Assignment: Look through the records and copy every line in which "immediately" appears.

□ □ □ □ □ □ □

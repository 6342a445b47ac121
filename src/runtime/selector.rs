//! Readiness multiplexer.
//!
//! Tracks, per file descriptor, the continuations waiting for read or write
//! readiness and resumes them when the OS reports the fd ready. The OS query
//! goes through mio (epoll on Linux, kqueue on macOS). Registrations with the
//! poller are brought in line with the waiter lists right before each query,
//! so a query covers exactly the fds somebody is waiting on plus the optional
//! extra fd passed to [`Selector::tick`].
//!
//! Every resumed waiter is told why it was resumed (see [`Wakeup`]), which is
//! how suspended sessions learn about cancellation and shutdown.

use mio::unix::SourceFd;
use mio::{Events, Interest, Poll, Token};
use std::cell::{Cell, RefCell};
use std::collections::HashMap;
use std::future::Future;
use std::io;
use std::os::unix::io::RawFd;
use std::pin::Pin;
use std::rc::Rc;
use std::task::{self, Context, Waker};
use std::time::Duration;
use tracing::{debug, trace, warn};

const EVENT_CAPACITY: usize = 1024;

#[derive(Debug, Clone, Copy, PartialEq, Eq, Hash)]
pub enum Direction {
    Read,
    Write,
}

/// Why a waiter was resumed.
#[derive(Debug, Clone, Copy, PartialEq, Eq)]
pub enum Wakeup {
    /// The OS reported the fd ready in the awaited direction.
    Ready,
    /// The fd's registrations were cancelled.
    Cancelled,
    /// The selector was shut down.
    Shutdown,
}

/// Shared cell through which a waiter learns its [`Wakeup`].
pub type WaitSlot = Rc<Cell<Option<Wakeup>>>;

struct Waiter {
    waker: Waker,
    slot: WaitSlot,
}

impl Waiter {
    fn fire(self, wakeup: Wakeup) {
        self.slot.set(Some(wakeup));
        self.waker.wake();
    }
}

pub struct Selector {
    poll: Poll,
    events: Events,
    readers: HashMap<RawFd, Vec<Waiter>>,
    writers: HashMap<RawFd, Vec<Waiter>>,
    /// Interest currently registered with the OS poller, per fd.
    registered: HashMap<RawFd, Interest>,
    timeout: Duration,
    queries: u64,
    shut_down: bool,
}

impl Selector {
    /// Create a selector whose readiness queries block for at most `timeout`.
    pub fn new(timeout: Duration) -> io::Result<Self> {
        Ok(Self {
            poll: Poll::new()?,
            events: Events::with_capacity(EVENT_CAPACITY),
            readers: HashMap::new(),
            writers: HashMap::new(),
            registered: HashMap::new(),
            timeout,
            queries: 0,
            shut_down: false,
        })
    }

    /// Append a waiter to the (fd, direction) list.
    ///
    /// After shutdown the waiter is resumed immediately with
    /// [`Wakeup::Shutdown`] instead of being queued.
    pub fn register(&mut self, fd: RawFd, direction: Direction, waker: Waker) -> WaitSlot {
        let slot: WaitSlot = Rc::new(Cell::new(None));
        let waiter = Waiter {
            waker,
            slot: Rc::clone(&slot),
        };

        if self.shut_down {
            waiter.fire(Wakeup::Shutdown);
            return slot;
        }

        trace!(fd, ?direction, "waiter registered");
        self.waiters_mut(direction)
            .entry(fd)
            .or_default()
            .push(waiter);
        slot
    }

    /// Remove a waiter that no longer wants to be resumed.
    pub fn withdraw(&mut self, fd: RawFd, direction: Direction, slot: &WaitSlot) {
        let waiters = self.waiters_mut(direction);
        if let Some(list) = waiters.get_mut(&fd) {
            list.retain(|waiter| !Rc::ptr_eq(&waiter.slot, slot));
            if list.is_empty() {
                waiters.remove(&fd);
            }
        }
    }

    /// Run one readiness query and resume every waiter whose fd became ready.
    ///
    /// `extra` is included in the read set even when nobody waits on it.
    /// Returns the number of waiters resumed. A timeout or a failed query
    /// resumes nothing.
    pub fn tick(&mut self, extra: Option<RawFd>) -> usize {
        if self.shut_down {
            return 0;
        }

        // Fds the poller refused are handed back to their waiters so the
        // next syscall on them reports the real error.
        let mut ready: Vec<(RawFd, bool, bool)> = self
            .sync_registrations(extra)
            .into_iter()
            .map(|fd| (fd, true, true))
            .collect();

        self.queries += 1;
        if let Err(e) = self.poll.poll(&mut self.events, Some(self.timeout)) {
            if e.kind() == io::ErrorKind::Interrupted {
                trace!("readiness query interrupted");
            } else {
                warn!(error = %e, "readiness query failed");
            }
            self.events.clear();
        }

        for event in self.events.iter() {
            let fd = event.token().0 as RawFd;
            let readable = event.is_readable() || event.is_read_closed() || event.is_error();
            let writable = event.is_writable() || event.is_write_closed() || event.is_error();
            ready.push((fd, readable, writable));
        }

        let mut woken = Vec::new();
        for (fd, readable, writable) in ready {
            if readable {
                if let Some(list) = self.readers.remove(&fd) {
                    woken.extend(list);
                }
            }
            if writable {
                if let Some(list) = self.writers.remove(&fd) {
                    woken.extend(list);
                }
            }
        }

        let count = woken.len();
        if count > 0 {
            trace!(count, "resuming ready waiters");
        }
        for waiter in woken {
            waiter.fire(Wakeup::Ready);
        }
        count
    }

    /// Drop the fd from the poller and resume its waiters with
    /// [`Wakeup::Cancelled`], in both directions.
    pub fn cancel(&mut self, fd: RawFd) -> usize {
        let mut cancelled = self.readers.remove(&fd).unwrap_or_default();
        cancelled.extend(self.writers.remove(&fd).unwrap_or_default());

        if self.registered.remove(&fd).is_some() {
            if let Err(e) = self.poll.registry().deregister(&mut SourceFd(&fd)) {
                debug!(fd, error = %e, "deregister failed");
            }
        }

        let count = cancelled.len();
        if count > 0 {
            debug!(fd, count, "cancelling waiters");
        }
        for waiter in cancelled {
            waiter.fire(Wakeup::Cancelled);
        }
        count
    }

    /// Resume every waiter with [`Wakeup::Shutdown`] without querying the OS.
    ///
    /// The selector stays shut down: later ticks do nothing and later
    /// registrations resolve immediately.
    pub fn shutdown(&mut self) -> usize {
        self.shut_down = true;

        let mut waiters = Vec::new();
        for (_, list) in self.readers.drain() {
            waiters.extend(list);
        }
        for (_, list) in self.writers.drain() {
            waiters.extend(list);
        }

        let registry = self.poll.registry();
        for (fd, _) in self.registered.drain() {
            if let Err(e) = registry.deregister(&mut SourceFd(&fd)) {
                debug!(fd, error = %e, "deregister failed");
            }
        }

        let count = waiters.len();
        debug!(count, "selector shutting down");
        for waiter in waiters {
            waiter.fire(Wakeup::Shutdown);
        }
        count
    }

    pub fn is_shut_down(&self) -> bool {
        self.shut_down
    }

    /// Number of waiters currently queued.
    pub fn pending(&self) -> usize {
        self.readers.values().map(Vec::len).sum::<usize>()
            + self.writers.values().map(Vec::len).sum::<usize>()
    }

    /// Number of OS readiness queries issued so far.
    pub fn queries(&self) -> u64 {
        self.queries
    }

    fn waiters_mut(&mut self, direction: Direction) -> &mut HashMap<RawFd, Vec<Waiter>> {
        match direction {
            Direction::Read => &mut self.readers,
            Direction::Write => &mut self.writers,
        }
    }

    /// Register, re-register or deregister fds so the poller's interest set
    /// matches the waiter lists. Returns the fds that could not be registered.
    fn sync_registrations(&mut self, extra: Option<RawFd>) -> Vec<RawFd> {
        let mut desired: HashMap<RawFd, Interest> = HashMap::new();
        for &fd in self.readers.keys().chain(extra.iter()) {
            desired.insert(fd, Interest::READABLE);
        }
        for &fd in self.writers.keys() {
            desired
                .entry(fd)
                .and_modify(|interest| *interest = *interest | Interest::WRITABLE)
                .or_insert(Interest::WRITABLE);
        }

        let registry = self.poll.registry();

        let stale: Vec<RawFd> = self
            .registered
            .keys()
            .filter(|fd| !desired.contains_key(fd))
            .copied()
            .collect();
        for fd in stale {
            self.registered.remove(&fd);
            if let Err(e) = registry.deregister(&mut SourceFd(&fd)) {
                debug!(fd, error = %e, "deregister failed");
            }
        }

        let mut failed = Vec::new();
        for (fd, interest) in desired {
            let result = match self.registered.get(&fd) {
                Some(current) if *current == interest => continue,
                Some(_) => registry.reregister(&mut SourceFd(&fd), Token(fd as usize), interest),
                None => registry.register(&mut SourceFd(&fd), Token(fd as usize), interest),
            };
            match result {
                Ok(()) => {
                    self.registered.insert(fd, interest);
                }
                Err(e) => {
                    warn!(fd, error = %e, "failed to register fd for readiness");
                    self.registered.remove(&fd);
                    failed.push(fd);
                }
            }
        }
        failed
    }
}

/// Suspension point: resolves once the fd is ready in `direction`, or with the
/// reason the wait was cut short.
pub struct WaitReady {
    selector: Rc<RefCell<Selector>>,
    fd: RawFd,
    direction: Direction,
    slot: Option<WaitSlot>,
}

impl WaitReady {
    pub fn new(selector: Rc<RefCell<Selector>>, fd: RawFd, direction: Direction) -> Self {
        Self {
            selector,
            fd,
            direction,
            slot: None,
        }
    }
}

impl Future for WaitReady {
    type Output = Wakeup;

    fn poll(self: Pin<&mut Self>, cx: &mut Context<'_>) -> task::Poll<Wakeup> {
        let this = self.get_mut();
        match this.slot.as_ref().map(|slot| slot.get()) {
            Some(Some(wakeup)) => {
                this.slot = None;
                task::Poll::Ready(wakeup)
            }
            Some(None) => task::Poll::Pending,
            None => {
                let mut selector = this.selector.borrow_mut();
                if selector.is_shut_down() {
                    return task::Poll::Ready(Wakeup::Shutdown);
                }
                let slot = selector.register(this.fd, this.direction, cx.waker().clone());
                drop(selector);
                this.slot = Some(slot);
                task::Poll::Pending
            }
        }
    }
}

impl Drop for WaitReady {
    fn drop(&mut self) {
        if let Some(slot) = self.slot.take() {
            if slot.get().is_none() {
                if let Ok(mut selector) = self.selector.try_borrow_mut() {
                    selector.withdraw(self.fd, self.direction, &slot);
                }
            }
        }
    }
}
pub struct Server {
    runtime: Runtime,
    listener: Option<Rc<TcpListener>>,
    local_addr: SocketAddr,
    state: Rc<ServerState>,
    accept_task: Option<Task<()>>,
    stopped: bool,
}

impl Server {
    /// Create the listening socket and start accepting.
    pub fn bind(config: &ServerConfig, handler: Rc<dyn Handler>) -> Result<Self, ServerError> {
        let runtime = Runtime::new(config.poll_interval).map_err(ServerError::Runtime)?;

        let setup = {
            let config = config.clone();
            runtime.spawn(async move { create_listener(&config) })
        };
        let listener = runtime.block_on(setup).map_err(ServerError::Task)??;
        let listener = TcpListener::from_std(listener);
        let local_addr = listener.local_addr().map_err(ServerError::Runtime)?;
        let listener = Rc::new(listener);

        let state = Rc::new(ServerState {
            running: Cell::new(true),
            sessions: RefCell::new(HashMap::new()),
            handler,
            max_frame_size: config.max_frame_size,
            max_sessions: config.max_sessions,
        });

        let accept_task = runtime.spawn(accept_loop(
            runtime.clone(),
            Rc::clone(&listener),
            Rc::clone(&state),
        ));

        info!(
            addr = %local_addr,
            backlog = config.backlog,
            max_frame_size = config.max_frame_size,
            max_sessions = config.max_sessions,
            "Server listening"
        );

        Ok(Self {
            runtime,
            listener: Some(listener),
            local_addr,
            state,
            accept_task: Some(accept_task),
            stopped: false,
        })
    }

    pub fn local_addr(&self) -> SocketAddr {
        self.local_addr
    }

    /// Sessions currently in the table, finished or not.
    pub fn session_count(&self) -> usize {
        self.state.sessions.borrow().len()
    }

    /// One tick followed by a reaping pass. Returns the number of sessions reaped.
    pub fn turn(&mut self) -> usize {
        let extra = self.listener.as_ref().map(|l| l.as_raw_fd());
        self.runtime.tick(extra);
        self.reap()
    }

    /// Serve until `should_stop` returns true, then stop.
    pub fn run_until<F>(&mut self, mut should_stop: F) -> Result<(), ServerError>
    where
        F: FnMut() -> bool,
    {
        while self.state.running.get() && !should_stop() {
            self.turn();
            if self.accept_task.as_ref().map_or(true, |task| task.is_done()) {
                warn!("Accept loop exited");
                break;
            }
        }
        self.stop()
    }

    /// Tear down every finished session.
    fn reap(&mut self) -> usize {
        let finished: Vec<RawFd> = self
            .state
            .sessions
            .borrow()
            .iter()
            .filter(|(_, session)| session.task.is_done())
            .map(|(fd, _)| *fd)
            .collect();

        for &fd in &finished {
            let session = self.state.sessions.borrow_mut().remove(&fd);
            if let Some(session) = session {
                self.teardown(fd, session);
            }
        }
        finished.len()
    }

    /// Drop the session task, deregister the fd, then close the socket.
    fn teardown(&self, fd: RawFd, session: Session) {
        let Session { conn, mut task } = session;
        let peer = conn.peer();
        let end = task.try_take();
        drop(task);
        self.runtime.cancel(fd);

        match end {
            Some(Ok(SessionEnd::PeerClosed)) => debug!(fd, peer = %peer, "Connection closed by peer"),
            Some(Ok(SessionEnd::Stopped(wakeup))) => {
                info!(fd, peer = %peer, ?wakeup, "Session stopped")
            }
            Some(Ok(SessionEnd::Failed(SessionError::Protocol(e)))) => {
                warn!(fd, peer = %peer, error = %e, "Protocol error, closing connection")
            }
            Some(Ok(SessionEnd::Failed(e))) => {
                warn!(fd, peer = %peer, error = %e, "Connection error")
            }
            Some(Err(e)) => error!(fd, peer = %peer, error = %e, "Session task failed"),
            None => debug!(fd, peer = %peer, "Session abandoned"),
        }
        drop(conn);
    }

    /// Stop accepting, wake every suspended task with the shutdown outcome and
    /// close all connections. Calling it again does nothing.
    pub fn stop(&mut self) -> Result<(), ServerError> {
        if self.stopped {
            return Ok(());
        }
        self.stopped = true;
        self.state.running.set(false);

        let woken = self.runtime.shutdown();
        let accept_result = self.accept_task.take().and_then(|mut task| task.try_take());

        let sessions: Vec<(RawFd, Session)> = self.state.sessions.borrow_mut().drain().collect();
        let closed = sessions.len();
        for (fd, session) in sessions {
            self.teardown(fd, session);
        }

        if let Some(listener) = self.listener.take() {
            self.runtime.cancel(listener.as_raw_fd());
        }

        let leftover = self.runtime.scheduler().len();
        if !self.runtime.scheduler().is_empty() {
            warn!(tasks = leftover, "Tasks still pending after stop");
        }
        let queries = self.runtime.selector().borrow().queries();
        info!(sessions = closed, woken, queries, "Server stopped");
        match accept_result {
            Some(Err(e)) => Err(ServerError::Task(e)),
            _ => Ok(()),
        }
    }
}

□ □ □ □ □ □ □

Expected answer:
    /// After shutdown the waiter is resumed immediately with
    /// registrations resolve immediately.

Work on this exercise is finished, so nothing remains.